From the above statement, two conclusions can be drawn.

1) If Ram dances, then Shyam cannot dance.
If Shyam dances, then Ram cannot dance.

I will go to Goa only if I have enough money.

Correct Interpretation:

If I go to Goa, then for sure I have enough money.

Incorrect Interpretation:

If I have enough money, then I will go to Goa.

The only surety that we get from the main statement is that if I went to Goa then I had enough money.

Fallacy of accident/Hasty Generalization:

This fallacy is committed when assumptions are made based on a sample, which is either inadequate or incomplete. The Fallacy of Accident is committed when a general rule is applied to a particular case.

My friend said her mother is strict.
My mother is also strict.
All mothers must be strict.

This is a faulty generalization because I am making a biased conclusion based on a small sample.
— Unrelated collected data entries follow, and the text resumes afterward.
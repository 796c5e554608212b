//! Keystream generator and the special-correctness cipher used to build garbled tables.
//!
//! A ciphertext is `G(k1, k2, gate) XOR (m || 0^16)`. Decrypting under the wrong
//! key pair leaves the trailing half non-zero with overwhelming probability,
//! which is how the evaluator picks the right table entry.

use serde::{Deserialize, Serialize};
use sha2::{Digest, Sha256};

use crate::circuit::WireId;
use crate::constants::{CIPHERTEXT_SIZE, KEY_SIZE};
use crate::keys::WireKey;

/// One 32-byte entry of a garbled table
#[derive(Debug, Clone, Copy, PartialEq, Eq, Serialize, Deserialize)]
pub struct Ciphertext([u8; CIPHERTEXT_SIZE]);

impl Ciphertext {
    /// Wrap raw ciphertext bytes
    pub fn new(bytes: [u8; CIPHERTEXT_SIZE]) -> Self {
        Ciphertext(bytes)
    }

    /// Get the raw bytes of this ciphertext
    pub fn as_bytes(&self) -> &[u8; CIPHERTEXT_SIZE] {
        &self.0
    }
}

/// Outcome of a trial decryption
#[derive(Debug, Clone, Copy, PartialEq, Eq)]
pub enum Decryption {
    /// The padding check held; carries the recovered key
    Matched(WireKey),
    /// The padding check failed; the key pair does not open this entry
    NoMatch,
}

impl Decryption {
    /// Recovered key, if any
    pub fn matched(self) -> Option<WireKey> {
        match self {
            Decryption::Matched(key) => Some(key),
            Decryption::NoMatch => None,
        }
    }
}

/// Keystream `G(key_a, key_b, gate_id)`: SHA-256 over both keys and the big-endian gate id
pub fn keystream(key_a: &WireKey, key_b: &WireKey, gate_id: WireId) -> [u8; CIPHERTEXT_SIZE] {
    let mut hasher = Sha256::new();
    hasher.update(key_a.as_bytes());
    hasher.update(key_b.as_bytes());
    hasher.update(gate_id.to_be_bytes());
    hasher.finalize().into()
}

/// Encrypt `message` under `(k1, k2, gate_id)`
pub fn encrypt(k1: &WireKey, k2: &WireKey, gate_id: WireId, message: &WireKey) -> Ciphertext {
    let mut block = keystream(k1, k2, gate_id);
    // The trailing half XORs with zero padding and stays as keystream.
    for (pad_byte, msg_byte) in block.iter_mut().zip(message.as_bytes()) {
        *pad_byte ^= msg_byte;
    }
    Ciphertext(block)
}

/// Trial-decrypt `ciphertext` under `(k1, k2, gate_id)`
pub fn decrypt(k1: &WireKey, k2: &WireKey, gate_id: WireId, ciphertext: &Ciphertext) -> Decryption {
    let mut block = keystream(k1, k2, gate_id);
    for (pad_byte, ct_byte) in block.iter_mut().zip(ciphertext.as_bytes()) {
        *pad_byte ^= ct_byte;
    }

    let (message, padding) = block.split_at(KEY_SIZE);
    if padding.iter().fold(0u8, |acc, byte| acc | byte) != 0 {
        return Decryption::NoMatch;
    }

    let mut key = [0u8; KEY_SIZE];
    key.copy_from_slice(message);
    Decryption::Matched(WireKey::new(key))
}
Many mothers may not be strict at all.

I have tasted 3 ice-creams from Wality Qualls.
I didn’t like the taste of all three.
Therefore, the ice-creams from Wality Qualls are bad.

The conclusion is fallacious because the three ice-creams that I didn’t like may be liked by someone else. But the generalization that the ice-creams from Wallity Qualls are bad is wrong.

Tu Quoque Fallacy:

Tu Quoque means ‘you too’. This type of argument is focused on the personal character of the opponent. Here the arguer points out that the opponent’s opinion are not be trusted because the opponent has actually done something he/she is arguing against. This fallacy attempts to show that a criticism or objection applies equally to the person stating it.

The pattern

A makes criticism B.
A is also guilty of B.

Therefore, B is false.

Mom: Rohan, don’t smoke. It is harmful for your health.
Rohan: I will smoke because you too smoked when you were of my age.

Here Rohan’s response is fallacious because the fact that Rohan’s mom has done something that she is comdemning Rohan to do has no bearing on the premise that she puts forward in her argument. (i.e. Smoking is harmful for health)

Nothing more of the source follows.